◆ **THE TASK**: Retype every record exactly as it appears.

*** RECORDS SUPPLIED ***

//! Simple configuration persistence for Skrew
//!
//! Stores session and output preferences as `key=value` lines.

use std::fs;
use std::io;
use std::path::{Path, PathBuf};
use std::str::FromStr;
use tracing::warn;

/// Application configuration
#[derive(Debug, Clone, PartialEq)]
pub struct Config {
    /// Maximum undo history entries
    pub history_capacity: usize,
    /// Where saves are written
    pub output_dir: PathBuf,
    /// MP3 encoder binary
    pub ffmpeg_path: PathBuf,
    /// URL downloader binary
    pub downloader_path: PathBuf,
    /// Where downloaded audio lands
    pub download_dir: PathBuf,
    /// Playback block size in frames
    pub block_size: usize,
    /// Bounded wait for one processing job
    pub job_timeout_secs: u64,
    /// Apply instructions one operation per job, updating playback in between
    pub step_mode: bool,
    /// Threshold for the optional final spectral gate
    pub spectral_gate_floor_db: f32,
    /// Run the spectral gate before tone/level matching
    pub final_gate: bool,
    /// Bound on saved file names, before the extension
    pub max_name_len: usize,
}

impl Default for Config {
    fn default() -> Self {
        Self {
            history_capacity: 50,
            output_dir: PathBuf::from("processed"),
            ffmpeg_path: PathBuf::from("ffmpeg"),
            downloader_path: PathBuf::from("yt-dlp"),
            download_dir: PathBuf::from("downloads"),
            block_size: 2048,
            job_timeout_secs: 600,
            step_mode: false,
            spectral_gate_floor_db: -50.0,
            final_gate: false,
            max_name_len: 200,
        }
    }
}

impl Config {
    /// Load config from the default location
    ///
    /// Returns default config if file doesn't exist or can't be parsed.
    pub fn load() -> Self {
        let path = Self::config_path();
        Self::load_from(&path).unwrap_or_default()
    }

    /// Load config from a specific path
    pub fn load_from(path: &Path) -> io::Result<Self> {
        let content = fs::read_to_string(path)?;
        Ok(Self::parse(&content))
    }

    /// Save config to the default location
    pub fn save(&self) -> io::Result<()> {
        let path = Self::config_path();
        self.save_to(&path)
    }

    /// Save config to a specific path
    pub fn save_to(&self, path: &Path) -> io::Result<()> {
        // Ensure parent directory exists
        if let Some(parent) = path.parent() {
            fs::create_dir_all(parent)?;
        }

        let content = self.serialize();
        fs::write(path, content)
    }

    /// Get the default config file path
    pub fn config_path() -> PathBuf {
        dirs::config_dir()
            .unwrap_or_else(|| PathBuf::from("."))
            .join("skrew")
            .join("config.txt")
    }

    /// Final gate threshold when enabled
    pub fn final_gate_db(&self) -> Option<f32> {
        self.final_gate.then_some(self.spectral_gate_floor_db)
    }

    /// Parse config from simple key=value format
    pub fn parse(content: &str) -> Self {
        let mut config = Self::default();

        for line in content.lines() {
            let line = line.trim();
            if line.is_empty() || line.starts_with('#') {
                continue;
            }

            if let Some((key, value)) = line.split_once('=') {
                let key = key.trim();
                let value = value.trim();

                match key {
                    "history_capacity" => set(&mut config.history_capacity, key, value),
                    "output_dir" => set_path(&mut config.output_dir, value),
                    "ffmpeg_path" => set_path(&mut config.ffmpeg_path, value),
                    "downloader_path" => set_path(&mut config.downloader_path, value),
                    "download_dir" => set_path(&mut config.download_dir, value),
                    "block_size" => set(&mut config.block_size, key, value),
                    "job_timeout_secs" => set(&mut config.job_timeout_secs, key, value),
                    "step_mode" => set(&mut config.step_mode, key, value),
                    "spectral_gate_floor_db" => {
                        set(&mut config.spectral_gate_floor_db, key, value)
                    }
                    "final_gate" => set(&mut config.final_gate, key, value),
                    "max_name_len" => set(&mut config.max_name_len, key, value),
                    _ => {} // Ignore unknown keys
                }
            }
        }

        config.history_capacity = config.history_capacity.max(1);
        config.block_size = config.block_size.max(1);
        config
    }

    /// Serialize config to simple key=value format
    pub fn serialize(&self) -> String {
        [
            "# Skrew Configuration".to_string(),
            format!("history_capacity={}", self.history_capacity),
            format!("output_dir={}", self.output_dir.display()),
            format!("ffmpeg_path={}", self.ffmpeg_path.display()),
            format!("downloader_path={}", self.downloader_path.display()),
            format!("download_dir={}", self.download_dir.display()),
            format!("block_size={}", self.block_size),
            format!("job_timeout_secs={}", self.job_timeout_secs),
            format!("step_mode={}", self.step_mode),
            format!("spectral_gate_floor_db={}", self.spectral_gate_floor_db),
            format!("final_gate={}", self.final_gate),
            format!("max_name_len={}", self.max_name_len),
        ]
        .join("\n")
    }
}

/// Malformed values keep the default
fn set<T: FromStr>(slot: &mut T, key: &str, value: &str) {
    match value.parse() {
        Ok(parsed) => *slot = parsed,
        Err(_) => warn!(key, value, "ignoring malformed config value"),
    }
}

fn set_path(slot: &mut PathBuf, value: &str) {
    if !value.is_empty() {
        *slot = PathBuf::from(value);
    }
}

*** End of RECORDS SUPPLIED ***

◆ **RESPONSE BOX**:
//! Simple configuration persistence for Skrew
//!
//! Stores session and output preferences as `key=value` lines.

use std::fs;
use std::io;
use std::path::{Path, PathBuf};
use std::str::FromStr;
use tracing::warn;

/// Application configuration
#[derive(Debug, Clone, PartialEq)]
pub struct Config {
    /// Maximum undo history entries
    pub history_capacity: usize,
    /// Where saves are written
    pub output_dir: PathBuf,
    /// MP3 encoder binary
    pub ffmpeg_path: PathBuf,
    /// URL downloader binary
    pub downloader_path: PathBuf,
    /// Where downloaded audio lands
    pub download_dir: PathBuf,
    /// Playback block size in frames
    pub block_size: usize,
    /// Bounded wait for one processing job
    pub job_timeout_secs: u64,
    /// Apply instructions one operation per job, updating playback in between
    pub step_mode: bool,
    /// Threshold for the optional final spectral gate
    pub spectral_gate_floor_db: f32,
    /// Run the spectral gate before tone/level matching
    pub final_gate: bool,
    /// Bound on saved file names, before the extension
    pub max_name_len: usize,
}

impl Default for Config {
    fn default() -> Self {
        Self {
            history_capacity: 50,
            output_dir: PathBuf::from("processed"),
            ffmpeg_path: PathBuf::from("ffmpeg"),
            downloader_path: PathBuf::from("yt-dlp"),
            download_dir: PathBuf::from("downloads"),
            block_size: 2048,
            job_timeout_secs: 600,
            step_mode: false,
            spectral_gate_floor_db: -50.0,
            final_gate: false,
            max_name_len: 200,
        }
    }
}

impl Config {
    /// Load config from the default location
    ///
    /// Returns default config if file doesn't exist or can't be parsed.
    pub fn load() -> Self {
        let path = Self::config_path();
        Self::load_from(&path).unwrap_or_default()
    }

    /// Load config from a specific path
    pub fn load_from(path: &Path) -> io::Result<Self> {
        let content = fs::read_to_string(path)?;
        Ok(Self::parse(&content))
    }

    /// Save config to the default location
    pub fn save(&self) -> io::Result<()> {
        let path = Self::config_path();
        self.save_to(&path)
    }

    /// Save config to a specific path
    pub fn save_to(&self, path: &Path) -> io::Result<()> {
        // Ensure parent directory exists
        if let Some(parent) = path.parent() {
            fs::create_dir_all(parent)?;
        }

        let content = self.serialize();
        fs::write(path, content)
    }

    /// Get the default config file path
    pub fn config_path() -> PathBuf {
        dirs::config_dir()
            .unwrap_or_else(|| PathBuf::from("."))
            .join("skrew")
            .join("config.txt")
    }

    /// Final gate threshold when enabled
    pub fn final_gate_db(&self) -> Option<f32> {
        self.final_gate.then_some(self.spectral_gate_floor_db)
    }

    /// Parse config from simple key=value format
    pub fn parse(content: &str) -> Self {
        let mut config = Self::default();

        for line in content.lines() {
            let line = line.trim();
            if line.is_empty() || line.starts_with('#') {
                continue;
            }

            if let Some((key, value)) = line.split_once('=') {
                let key = key.trim();
                let value = value.trim();

                match key {
                    "history_capacity" => set(&mut config.history_capacity, key, value),
                    "output_dir" => set_path(&mut config.output_dir, value),
                    "ffmpeg_path" => set_path(&mut config.ffmpeg_path, value),
                    "downloader_path" => set_path(&mut config.downloader_path, value),
                    "download_dir" => set_path(&mut config.download_dir, value),
                    "block_size" => set(&mut config.block_size, key, value),
                    "job_timeout_secs" => set(&mut config.job_timeout_secs, key, value),
                    "step_mode" => set(&mut config.step_mode, key, value),
                    "spectral_gate_floor_db" => {
                        set(&mut config.spectral_gate_floor_db, key, value)
                    }
                    "final_gate" => set(&mut config.final_gate, key, value),
                    "max_name_len" => set(&mut config.max_name_len, key, value),
                    _ => {} // Ignore unknown keys
                }
            }
        }

        config.history_capacity = config.history_capacity.max(1);
        config.block_size = config.block_size.max(1);
        config
    }

    /// Serialize config to simple key=value format
    pub fn serialize(&self) -> String {
        [
            "# Skrew Configuration".to_string(),
            format!("history_capacity={}", self.history_capacity),
            format!("output_dir={}", self.output_dir.display()),
            format!("ffmpeg_path={}", self.ffmpeg_path.display()),
            format!("downloader_path={}", self.downloader_path.display()),
            format!("download_dir={}", self.download_dir.display()),
            format!("block_size={}", self.block_size),
            format!("job_timeout_secs={}", self.job_timeout_secs),
            format!("step_mode={}", self.step_mode),
            format!("spectral_gate_floor_db={}", self.spectral_gate_floor_db),
            format!("final_gate={}", self.final_gate),
            format!("max_name_len={}", self.max_name_len),
        ]
        .join("\n")
    }
}

/// Malformed values keep the default
fn set<T: FromStr>(slot: &mut T, key: &str, value: &str) {
    match value.parse() {
        Ok(parsed) => *slot = parsed,
        Err(_) => warn!(key, value, "ignoring malformed config value"),
    }
}

fn set_path(slot: &mut PathBuf, value: &str) {
    if !value.is_empty() {
        *slot = PathBuf::from(value);
    }
}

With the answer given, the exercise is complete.